> WORK TO BE COMPLETED: Looking at the listing, state how many of its lines contain the string "OllamaChatResponse". Write only the number.

> EXERCISE INPUT:
::::::
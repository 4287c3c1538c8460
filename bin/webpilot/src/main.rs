mod commands;

use clap::{Parser, Subcommand};
use tracing_subscriber::{fmt, prelude::*, EnvFilter};

#[derive(Parser)]
#[command(name = "webpilot")]
#[command(about = "Natural-language browser automation, one bounded run at a time", long_about = None)]
#[command(version)]
struct Cli {
    #[command(subcommand)]
    command: Commands,

    /// Enable verbose logging
    #[arg(short, long, global = true)]
    verbose: bool,
}

#[derive(Subcommand)]
enum Commands {
    /// Initialize webpilot configuration and directories
    Onboard {
        /// Force overwrite existing configuration
        #[arg(long)]
        force: bool,
    },

    /// Show current configuration status
    Status,

    /// Execute one automation command and print the result
    Run {
        /// Natural-language instruction
        text: String,

        /// Reasoning provider (anthropic, openai, gemini, deepseek, ollama)
        #[arg(short, long)]
        provider: Option<String>,

        /// Username to make available to the run
        #[arg(long)]
        username: Option<String>,

        /// Password to make available to the run
        #[arg(long)]
        password: Option<String>,
    },

    /// Interactive session against one browser
    Repl,
}

#[tokio::main]
async fn main() -> anyhow::Result<()> {
    let cli = Cli::parse();

    let filter = if cli.verbose {
        EnvFilter::new("debug")
    } else {
        EnvFilter::try_from_default_env().unwrap_or_else(|_| EnvFilter::new("info"))
    };

    tracing_subscriber::registry()
        .with(fmt::layer())
        .with(filter)
        .init();

    match cli.command {
        Commands::Onboard { force } => {
            commands::onboard::run(force).await?;
        }
        Commands::Status => {
            commands::status::run().await?;
        }
        Commands::Run {
            text,
            provider,
            username,
            password,
        } => {
            commands::run_cmd::run(text, provider, username, password).await?;
        }
        Commands::Repl => {
            commands::repl::run().await?;
        }
    }

    Ok(())
}
use async_trait::async_trait;
use reqwest::Client;
use serde::Deserialize;
use serde_json::json;
use std::time::Duration;
use tracing::{debug, error, info};

use crate::client::build_http_client;
use crate::Provider;
use webpilot_core::{Error, Result};

const DEFAULT_OLLAMA_BASE: &str = "http://localhost:11434";

pub struct OllamaProvider {
    client: Client,
    api_base: String,
    model: String,
    max_tokens: u32,
    temperature: f32,
}

impl OllamaProvider {
    pub fn new(
        api_base: Option<&str>,
        model: &str,
        max_tokens: u32,
        temperature: f32,
        proxy: Option<&str>,
    ) -> Self {
        let resolved_base = api_base
            .unwrap_or(DEFAULT_OLLAMA_BASE)
            .trim_end_matches('/')
            .to_string();
        Self {
            // Local inference gets a longer timeout
            client: build_http_client(proxy, Duration::from_secs(300)),
            api_base: resolved_base,
            model: model.to_string(),
            max_tokens,
            temperature,
        }
    }

    /// Strip an optional "ollama/" routing prefix from the model name.
    fn normalize_model(model: &str) -> &str {
        model.strip_prefix("ollama/").unwrap_or(model)
    }
}

#[derive(Debug, Deserialize)]
struct OllamaChatResponse {
    message: OllamaResponseMessage,
}

#[derive(Debug, Deserialize)]
struct OllamaResponseMessage {
    #[serde(default)]
    content: String,
}

#[async_trait]
impl Provider for OllamaProvider {
    async fn generate(&self, prompt: &str) -> Result<String> {
        let url = format!("{}/api/chat", self.api_base);
        let model = Self::normalize_model(&self.model);

        let request = json!({
            "model": model,
            "messages": [{"role": "user", "content": prompt}],
            "stream": false,
            "options": {
                "temperature": self.temperature,
                "num_predict": self.max_tokens,
            }
        });

        info!(model = %model, prompt_len = prompt.len(), "Calling Ollama API");

        let response = self
            .client
            .post(&url)
            .json(&request)
            .send()
            .await
            .map_err(|e| Error::Provider(format!("Ollama request failed: {}", e)))?;

        let status = response.status();
        let raw_body = response.text().await.unwrap_or_default();

        if !status.is_success() {
            error!(status = %status, body = %raw_body, "Ollama API error");
            return Err(Error::Provider(format!(
                "Ollama API error {}: {}",
                status, raw_body
            )));
        }

        debug!(body_len = raw_body.len(), "Ollama raw response");

        let resp: OllamaChatResponse = serde_json::from_str(&raw_body)
            .map_err(|e| Error::Provider(format!("Failed to parse Ollama response: {}", e)))?;

        Ok(resp.message.content)
    }

    fn model(&self) -> &str {
        &self.model
    }
}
::::::
> TASK RESULT: 2